» **Required work**
Each record is to be reproduced verbatim.

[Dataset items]
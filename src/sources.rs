//! `gallery sources`: every adapter and whether it can run.

use anyhow::Result;

use crate::config::{Config, Credentials};
use crate::traits::AdapterRegistry;

/// Readiness of one adapter.
#[derive(Debug, Clone, PartialEq)]
pub struct SourceStatus {
    pub name: String,
    pub description: String,
    /// Environment settings the adapter needs but does not have.
    pub missing: Vec<String>,
    /// Configured queries, channels or feeds.
    pub targets: usize,
}

impl SourceStatus {
    pub fn is_ready(&self) -> bool {
        self.missing.is_empty() && self.targets > 0
    }
}

pub fn source_statuses(
    config: &Config,
    credentials: &Credentials,
    registry: &AdapterRegistry,
) -> Vec<SourceStatus> {
    registry
        .adapters()
        .iter()
        .map(|adapter| SourceStatus {
            name: adapter.name().to_string(),
            description: adapter.description().to_string(),
            missing: credentials.missing_for_adapter(adapter.name()),
            targets: target_count(config, adapter.name()),
        })
        .collect()
}

fn target_count(config: &Config, adapter: &str) -> usize {
    let s = &config.sources;
    match adapter {
        "youtube" => s.youtube.channels.len() + s.youtube.search_queries.len(),
        "news" => s.news.len(),
        "google" | "serpapi" => s.search.news_queries.len(),
        "google_images" | "serpapi_images" => s.search.image_queries.len(),
        "social" => s.social.queries.len() * s.social.platforms.len(),
        _ => 0,
    }
}

pub fn list_sources(config: &Config, credentials: &Credentials) -> Result<()> {
    let registry = AdapterRegistry::from_config(config, credentials, None)?;
    let statuses = source_statuses(config, credentials, &registry);

    println!("{:<16} {:<10} {:>7}  DESCRIPTION", "SOURCE", "STATUS", "TARGETS");
    for s in &statuses {
        let status = if s.is_ready() {
            "ready"
        } else if s.missing.is_empty() {
            "empty"
        } else {
            "no keys"
        };
        println!("{:<16} {:<10} {:>7}  {}", s.name, status, s.targets, s.description);
        if !s.missing.is_empty() {
            println!("{:<16} missing: {}", "", s.missing.join(", "));
        }
    }

    if credentials.gemini_api_key.is_none() {
        println!();
        println!("Classification is unavailable: set GEMINI_API_KEY (or GOOGLE_AI_API_KEY).");
    }
    Ok(())
}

» **Expected answer**
filename src/sources.rs
//! `gallery sources`: every adapter and whether it can run.

use anyhow::Result;

use crate::config::{Config, Credentials};
use crate::traits::AdapterRegistry;

/// Readiness of one adapter.
#[derive(Debug, Clone, PartialEq)]
pub struct SourceStatus {
    pub name: String,
    pub description: String,
    /// Environment settings the adapter needs but does not have.
    pub missing: Vec<String>,
    /// Configured queries, channels or feeds.
    pub targets: usize,
}

impl SourceStatus {
    pub fn is_ready(&self) -> bool {
        self.missing.is_empty() && self.targets > 0
    }
}

pub fn source_statuses(
    config: &Config,
    credentials: &Credentials,
    registry: &AdapterRegistry,
) -> Vec<SourceStatus> {
    registry
        .adapters()
        .iter()
        .map(|adapter| SourceStatus {
            name: adapter.name().to_string(),
            description: adapter.description().to_string(),
            missing: credentials.missing_for_adapter(adapter.name()),
            targets: target_count(config, adapter.name()),
        })
        .collect()
}

fn target_count(config: &Config, adapter: &str) -> usize {
    let s = &config.sources;
    match adapter {
        "youtube" => s.youtube.channels.len() + s.youtube.search_queries.len(),
        "news" => s.news.len(),
        "google" | "serpapi" => s.search.news_queries.len(),
        "google_images" | "serpapi_images" => s.search.image_queries.len(),
        "social" => s.social.queries.len() * s.social.platforms.len(),
        _ => 0,
    }
}

pub fn list_sources(config: &Config, credentials: &Credentials) -> Result<()> {
    let registry = AdapterRegistry::from_config(config, credentials, None)?;
    let statuses = source_statuses(config, credentials, &registry);

    println!("{:<16} {:<10} {:>7}  DESCRIPTION", "SOURCE", "STATUS", "TARGETS");
    for s in &statuses {
        let status = if s.is_ready() {
            "ready"
        } else if s.missing.is_empty() {
            "empty"
        } else {
            "no keys"
        };
        println!("{:<16} {:<10} {:>7}  {}", s.name, status, s.targets, s.description);
        if !s.missing.is_empty() {
            println!("{:<16} missing: {}", "", s.missing.join(", "));
        }
    }

    if credentials.gemini_api_key.is_none() {
        println!();
        println!("Classification is unavailable: set GEMINI_API_KEY (or GOOGLE_AI_API_KEY).");
    }
    Ok(())
}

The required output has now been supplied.